%%

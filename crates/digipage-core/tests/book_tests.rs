use digipage_core::*;
use std::path::{Path, PathBuf};
use std::sync::{Arc, Mutex};

fn touch(path: &Path, contents: &str) {
    std::fs::write(path, contents).unwrap();
}

fn listing(dir: &Path) -> Vec<String> {
    let mut names: Vec<String> = std::fs::read_dir(dir)
        .unwrap()
        .map(|e| e.unwrap().file_name().to_string_lossy().into_owned())
        .collect();
    names.sort();
    names
}

fn setup(names: &[&str]) -> (tempfile::TempDir, PathBuf, PathBuf, Vec<PathBuf>) {
    let dir = tempfile::tempdir().unwrap();
    let scans = dir.path().join("scans");
    let books = dir.path().join("books");
    std::fs::create_dir_all(&scans).unwrap();
    std::fs::create_dir_all(&books).unwrap();

    let pages = names
        .iter()
        .map(|name| {
            let path = scans.join(name);
            touch(&path, name);
            path
        })
        .collect();
    (dir, scans, books, pages)
}

#[tokio::test]
async fn test_pages_are_renumbered_in_natural_order() {
    let (_dir, scans, books, pages) = setup(&["p10.jpg", "p2.jpg", "p1.jpg"]);
    let assembler = BookAssembler::new(&books);

    let progress = Arc::new(Mutex::new(Vec::new()));
    let sink = progress.clone();
    let outcome = assembler
        .assemble(
            "Lib-123-0001",
            pages,
            Some(scans.clone()),
            CancellationToken::new(),
            move |done, total| sink.lock().unwrap().push((done, total)),
        )
        .await
        .unwrap();

    let folder = books.join("Lib-123-0001");
    assert_eq!(
        outcome,
        BookOutcome::Completed {
            folder: folder.clone(),
            pages: 3
        }
    );
    assert_eq!(listing(&folder), vec!["0001.jpg", "0002.jpg", "0003.jpg"]);
    assert_eq!(std::fs::read_to_string(folder.join("0001.jpg")).unwrap(), "p1.jpg");
    assert_eq!(std::fs::read_to_string(folder.join("0002.jpg")).unwrap(), "p2.jpg");
    assert_eq!(std::fs::read_to_string(folder.join("0003.jpg")).unwrap(), "p10.jpg");
    assert_eq!(*progress.lock().unwrap(), vec![(1, 3), (2, 3), (3, 3)]);
    assert!(listing(&scans).is_empty());
}

#[tokio::test]
async fn test_cancel_midway_rolls_back() {
    let (_dir, scans, books, pages) = setup(&["a1.jpg", "a2.jpg", "a3.jpg", "a4.jpg"]);
    let assembler = BookAssembler::new(&books);

    let cancel = CancellationToken::new();
    let trigger = cancel.clone();
    let outcome = assembler
        .assemble("Book-001-1", pages, None, cancel, move |done, _| {
            if done == 2 {
                trigger.cancel();
            }
        })
        .await
        .unwrap();

    assert_eq!(outcome, BookOutcome::Cancelled);
    assert!(!books.join("Book-001-1").exists());
    assert_eq!(listing(&scans), vec!["a1.jpg", "a2.jpg", "a3.jpg", "a4.jpg"]);
}

#[tokio::test]
async fn test_cancel_before_start_leaves_nothing() {
    let (_dir, scans, books, pages) = setup(&["a1.jpg"]);
    let cancel = CancellationToken::new();
    cancel.cancel();

    let outcome = BookAssembler::new(&books)
        .assemble("Early", pages, None, cancel, |_, _| {})
        .await
        .unwrap();

    assert_eq!(outcome, BookOutcome::Cancelled);
    assert!(!books.join("Early").exists());
    assert_eq!(listing(&scans), vec!["a1.jpg"]);
}

#[tokio::test]
async fn test_reused_folder_keeps_existing_pages() {
    let (_dir, scans, books, pages) = setup(&["b1.png", "b2.png"]);
    let folder = books.join("Existing");
    std::fs::create_dir_all(&folder).unwrap();
    touch(&folder.join("0001.png"), "earlier");

    let outcome = BookAssembler::new(&books)
        .assemble("Existing", pages.clone(), None, CancellationToken::new(), |_, _| {})
        .await
        .unwrap();

    assert!(matches!(outcome, BookOutcome::Completed { pages: 2, .. }));
    assert_eq!(listing(&folder), vec!["0001.png", "0002.png", "0003.png"]);
    assert_eq!(std::fs::read_to_string(folder.join("0001.png")).unwrap(), "earlier");
    assert!(listing(&scans).is_empty());
}

#[tokio::test]
async fn test_reused_folder_numbering_continues_after_highest_page() {
    let (_dir, scans, books, pages) = setup(&["g1.png"]);
    let folder = books.join("Existing");
    std::fs::create_dir_all(&folder).unwrap();
    touch(&folder.join("0002.png"), "earlier page");

    let outcome = BookAssembler::new(&books)
        .assemble("Existing", pages, None, CancellationToken::new(), |_, _| {})
        .await
        .unwrap();

    assert!(matches!(outcome, BookOutcome::Completed { pages: 1, .. }));
    assert_eq!(listing(&folder), vec!["0002.png", "0003.png"]);
    assert_eq!(std::fs::read_to_string(folder.join("0002.png")).unwrap(), "earlier page");
    assert_eq!(std::fs::read_to_string(folder.join("0003.png")).unwrap(), "g1.png");
    assert!(listing(&scans).is_empty());
}

#[tokio::test]
async fn test_occupied_page_name_aborts_and_rolls_back() {
    let (_dir, scans, books, pages) = setup(&["h1.png", "h2.png"]);
    let folder = books.join("Existing");
    std::fs::create_dir_all(folder.join("0003.png")).unwrap();
    touch(&folder.join("0001.png"), "earlier");

    let result = BookAssembler::new(&books)
        .assemble("Existing", pages, None, CancellationToken::new(), |_, _| {})
        .await;

    match result {
        Err(StationError::BookMove { file, source }) => {
            assert_eq!(file, "h2.png");
            assert_eq!(source.kind(), std::io::ErrorKind::AlreadyExists);
        }
        _ => panic!("Expected BookMove error"),
    }
    assert_eq!(listing(&folder), vec!["0001.png", "0003.png"]);
    assert_eq!(listing(&scans), vec!["h1.png", "h2.png"]);
}

#[tokio::test]
async fn test_cancel_in_reused_folder_keeps_folder() {
    let (_dir, scans, books, pages) = setup(&["c1.png", "c2.png"]);
    let folder = books.join("Existing");
    std::fs::create_dir_all(&folder).unwrap();
    touch(&folder.join("0001.png"), "earlier");

    let cancel = CancellationToken::new();
    let trigger = cancel.clone();
    let outcome = BookAssembler::new(&books)
        .assemble("Existing", pages, None, cancel, move |_, _| trigger.cancel())
        .await
        .unwrap();

    assert_eq!(outcome, BookOutcome::Cancelled);
    assert_eq!(listing(&folder), vec!["0001.png"]);
    assert_eq!(listing(&scans), vec!["c1.png", "c2.png"]);
}

#[tokio::test]
async fn test_missing_pages_are_skipped_without_gaps() {
    let (_dir, scans, books, mut pages) = setup(&["d1.jpg", "d3.jpg"]);
    pages.insert(1, scans.join("d2.jpg"));

    let outcome = BookAssembler::new(&books)
        .assemble("Gaps", pages, None, CancellationToken::new(), |_, _| {})
        .await
        .unwrap();

    assert!(matches!(outcome, BookOutcome::Completed { pages: 2, .. }));
    assert_eq!(listing(&books.join("Gaps")), vec!["0001.jpg", "0002.jpg"]);
}

#[tokio::test]
async fn test_split_sources_are_cleaned_up() {
    let (_dir, scans, books, _) = setup(&["wide1.jpg", "wide2.jpg"]);
    let final_dir = scans.join("final");
    std::fs::create_dir_all(&final_dir).unwrap();
    touch(&scans.join("layout_data.json"), "{}");
    touch(&scans.join("notes.txt"), "keep me");

    let pages: Vec<PathBuf> = ["wide1_L.jpg", "wide1_R.jpg", "wide2_L.jpg"]
        .iter()
        .map(|name| {
            let path = final_dir.join(name);
            touch(&path, name);
            path
        })
        .collect();

    let outcome = BookAssembler::new(&books)
        .assemble(
            "Split",
            pages,
            Some(final_dir.clone()),
            CancellationToken::new(),
            |_, _| {},
        )
        .await
        .unwrap();

    assert!(matches!(outcome, BookOutcome::Completed { pages: 3, .. }));
    assert!(!final_dir.exists());
    assert_eq!(listing(&scans), vec!["notes.txt"]);
    assert_eq!(
        std::fs::read_to_string(books.join("Split").join("0002.jpg")).unwrap(),
        "wide1_R.jpg"
    );
}

#[tokio::test]
async fn test_invalid_book_name_is_rejected() {
    let (_dir, _scans, books, pages) = setup(&["e1.jpg"]);
    let result = BookAssembler::new(&books)
        .assemble("../escape", pages, None, CancellationToken::new(), |_, _| {})
        .await;

    match result {
        Err(StationError::Config(msg)) => assert!(msg.contains("Invalid book name")),
        other => panic!("Expected Config error, got {:?}", other),
    }
}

%%

Show every line of the listing containing the string "Expected" by copying it.

        _ => panic!("Expected BookMove error"),
        other => panic!("Expected Config error, got {:?}", other),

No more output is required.